Accepted for/Published in: Journal of Medical Internet Research
Date Submitted: Mar 28, 2023
Date Accepted: Sep 29, 2023
The NORDeHEALTH 2022 Patient Survey: A cross-sectional survey of national patient portal users in Norway, Sweden, Finland, and Estonia
ABSTRACT
Background:
While a large number of surveys have been conducted on patients accessing their own health records in recent years, there is a limited number of nationwide cross-country data available on patients’ views and preferences. To address this gap, an international survey of patient users was conducted in the Nordic eHealth project NORDeHEALTH.
Objective:
To investigate the socio-demographic characteristics and experiences of patients who access their electronic health records (EHRs) through the national patient portals in Norway, Sweden, Finland, and Estonia.
Methods:
A cross-sectional web-based survey via national online health portals.

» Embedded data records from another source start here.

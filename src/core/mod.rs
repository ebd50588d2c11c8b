//! Capabilities the runtime consumes from application code.
//!
//! - [`State`]: lifecycle hooks of a state behavior
//! - [`Transition`]: predicate and hooks of a transition edge
//! - [`MessageQueue`]: injectable one-shot message channel for transitions
//!
//! The machine never inspects what these objects do; it only calls their
//! hooks in the order described on each trait.

mod message;
mod state;
mod transition;

pub use message::{MessageQueue, OnMessage};
pub use state::{FnState, LogState, State};
pub use transition::{Guard, Transition};

use std::fmt::Display;
use std::hash::Hash;

/// Key type used to name states in the builder.
///
/// Names resolve transition targets at build time and label the active
/// path for diagnostics. `String` is the default; any small `Display` enum
/// works as well.
pub trait StateName: Clone + Eq + Hash + Display + 'static {}

impl<T> StateName for T where T: Clone + Eq + Hash + Display + 'static {}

Target participants were patients that accessed the national patient portals at the start of 2022, and were aged 15 years and above. The survey included a mixture of close-ended and free-text questions about participant socio-demographics, usability, experiences with healthcare and the EHR, reasons for reading health records online, experience with errors, omissions and offence, opinions about security and privacy, as well as the usefulness of portal functions. Here, we summarised data on participant demographics, past experience with healthcare and the patient portal through descriptive statistics.
Results:
29,334 users completed the survey, of which 9,503 (32.40%) portal users were from Norway, 13,008 (44.35%) from Sweden, 4,713 (16.07%) from Finland and 2,104 (7.17%) from Estonia. National samples were comparable according to reported gender, with two-thirds identifying as women. Age distributions were similar across the countries, but Finland had more older users while Estonia had more younger. The highest attained education and presence of healthcare education varied between the national samples. In all four countries, patients most commonly rated their health as ‘fair’ (38.48%). In Estonia, participants were more often inclined to rate their health positively, while Norway and Sweden had the highest proportion of negative health ratings. Across the whole sample, the majority of patients received some care in the last two years (86.55%). Mental healthcare was more common (21.24%) than oncological (12.52%). Overall, the majority of patients had accessed their health record ‘2 to 9 times’ (39.40%), with the most frequent users residing in Sweden, where one-third of patients accessed it ‘more than 20 times’ (35.14%).
Conclusions:
This is the first large-scale international survey to compare patient users’ socio-demographics and experiences with accessing their EHRs. While the countries are in close geographic proximity and demonstrate similar advancements in giving their residents online records access, patient users in this survey differed. We will continue investigating patients' experiences and opinions about national patient-accessible EHRs through focused analyses of the national and combined datasets from the NORDeHEALTH 2022 Patient Survey. Clinical Trial: Not applicable.